First I have a system for breaking the eggshell that makes sure no shell bits get into the eggs.  You have to do it when the eggs are very cold.  Then take the sharp side of a knife and carefully hit the lower side of the egg at about midline.  That causes the egg to makes its own clean break.  Next in the bowl add water.  Here is the normal thing.  Milk adds something I forget since I don’t use it, water adds fluffy.  So most cooking shows say add a teaspoon or such … screw that.  I add about a huge dash.  I never measure it, like I never measure anything I add to stuff I cook (except bread.  That needs to be exact to make sure the bread forms correctly), I put the bowl under the faucet and give it a “shot”  or today I put the water into a cup measuring cup and between the two bowls I added about a 1/4 cup of water.  

Why don’t I worry about the amount of water?   Because after stirring it up in the bowls, I put the sauce pot on the stove with a large tab of real butter.  Ron used to ask why a sauce pot as he uses a flat pan.  Because the smaller pot can let me get the temperature up to a point there the water comes out on top and boils off and lets you fold and refold the eggs until the moisture boils away, then you can fold / chop the scrambled eggs up into ever smaller bits of good dry but not desiccated plate of scrambled eggs.   They still have enough moisture to let you mix ketchup or hot sauce into them. 
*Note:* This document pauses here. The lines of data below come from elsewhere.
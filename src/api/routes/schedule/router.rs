//! Router for the schedule API: queries free time for a day and
//! reconciles it with locally created events into classified slot rows.

use std::sync::{Arc, RwLock};

use axum::{
    Router,
    extract::State,
    response::{IntoResponse, Json, Response},
    routing::post,
};
use chrono::NaiveDate;
use http::StatusCode;
use uuid::Uuid;

use super::public;
use crate::api::public::MessageResponse;
use crate::api::state::AppState;
use crate::calendar::{EventRecord, FreeTimeQuery, find_free_time};
use crate::schedule::{SchedulePlanner, TimeWindow, booking_prefill};

type SharedState = Arc<RwLock<AppState>>;

fn message_response(status: StatusCode, message: &str) -> Response {
    (
        status,
        Json(MessageResponse {
            message: message.to_string(),
        }),
    )
        .into_response()
}

fn parse_event(payload: public::EventPayload) -> Option<EventRecord> {
    let date = NaiveDate::parse_from_str(payload.date.trim(), "%Y-%m-%d").ok()?;
    let id = if payload.id.trim().is_empty() {
        Uuid::new_v4().to_string()
    } else {
        payload.id
    };
    Some(EventRecord {
        id,
        title: payload.title,
        start_time: payload.start_time,
        end_time: payload.end_time,
        date,
    })
}

/// Build the classified grid for one day.
async fn grid_handler(
    State(state): State<SharedState>,
    Json(payload): Json<public::ScheduleGridRequest>,
) -> Result<Response, crate::api::public::ApiError> {
    let (Some(date), Some(start_hour), Some(end_hour)) =
        (payload.date, payload.start_hour, payload.end_hour)
    else {
        return Ok(message_response(
            StatusCode::BAD_REQUEST,
            "Missing required fields: date, startHour, endHour",
        ));
    };
    let Ok(date) = NaiveDate::parse_from_str(date.trim(), "%Y-%m-%d") else {
        return Ok(message_response(
            StatusCode::BAD_REQUEST,
            "Date must be in YYYY-MM-DD format",
        ));
    };

    // start == end is the legal empty window; a reversed or out-of-range
    // window is rejected.
    let window = if start_hour == end_hour && end_hour <= 24 {
        None
    } else {
        match TimeWindow::new(start_hour, end_hour) {
            Some(window) => Some(window),
            None => {
                return Ok(message_response(
                    StatusCode::BAD_REQUEST,
                    "Invalid time window: start hour must be before end hour",
                ));
            }
        }
    };

    let base_url = {
        let shared_state = state.read().expect("Unable to read share state");
        shared_state.config.calendar_api_url.clone()
    };

    let mut planner = SchedulePlanner::new(date);
    for event in payload.events {
        match parse_event(event) {
            Some(event) => planner.apply_event_created(event),
            None => {
                return Ok(message_response(
                    StatusCode::BAD_REQUEST,
                    "Event dates must be in YYYY-MM-DD format",
                ));
            }
        }
    }

    let query = FreeTimeQuery {
        date: date.format("%Y-%m-%d").to_string(),
        start_time: format!("{:02}:00", start_hour),
        end_time: format!("{:02}:00", end_hour),
        email: payload.email.unwrap_or_default(),
    };

    let token = planner.begin_query();
    match find_free_time(&base_url, &query).await {
        Ok(outcome) => {
            planner.apply_outcome(token, outcome);
        }
        Err(err) => {
            return Ok(message_response(err.status_code(), &err.to_string()));
        }
    }

    let day_events: Vec<EventRecord> = planner
        .events_for_selected_date()
        .into_iter()
        .cloned()
        .collect();

    let slots = planner
        .grid(window)
        .into_iter()
        .map(|(slot, status)| public::SlotRow {
            hour: slot.hour(),
            label: slot.label(),
            status,
            prefill: booking_prefill(slot, &day_events, planner.free_slots()).map(
                |(start, end)| public::FreeSlotDisplay { start, end },
            ),
        })
        .collect();

    let free_slots = planner
        .free_slots()
        .iter()
        .filter_map(|slot| {
            Some(public::FreeSlotDisplay {
                start: slot.display_start()?,
                end: slot.display_end()?,
            })
        })
        .collect();

    Ok(Json(public::ScheduleGridResponse {
        date: date.format("%Y-%m-%d").to_string(),
        slots,
        free_slots,
        auth_url: planner.auth_url().map(str::to_string),
        error: planner.last_error().map(str::to_string),
    })
    .into_response())
}

/// Create the schedule router
pub fn router() -> Router<SharedState> {
    Router::new().route("/grid", post(grid_handler))
}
Thinking I was done, I started making posts.  But Ron had to go out and get stuff.  Crap.  But that was where all the other stuff of the last few days came to bite me in the butt.  On Sunday I don’t do much but watch news, and I guess on Saturday we had not done dishes, so we had two and a half days of dishes this morning … to be washed.  Ron wanted me to do that before he got home.  Damn it … OK Ron I will.  It took me until well after noon to wash / dry the dishes.   Again I thought I had blogging time.  But no.

I had barely sat down when Ron came home with the groceries.  Actually there were few groceries but He had spent most of that three or four hours he had been gone in Home Depot getting parts for the plumbing project he needed.  Ok now I could return to blogging right … Nope.  Ron decided that it was time to have the roast he put in the crock pot this morning at about 6 AM.  OK, help Ron make supper.  Yes we eat early.  About between 2 and 3 PM.  Why because after 4 pm I can’t eat, or have no interest to eat.  Help him with the corn, and potatoes which we decided to bake.  45 minutes later was lunch.  The meal was great. 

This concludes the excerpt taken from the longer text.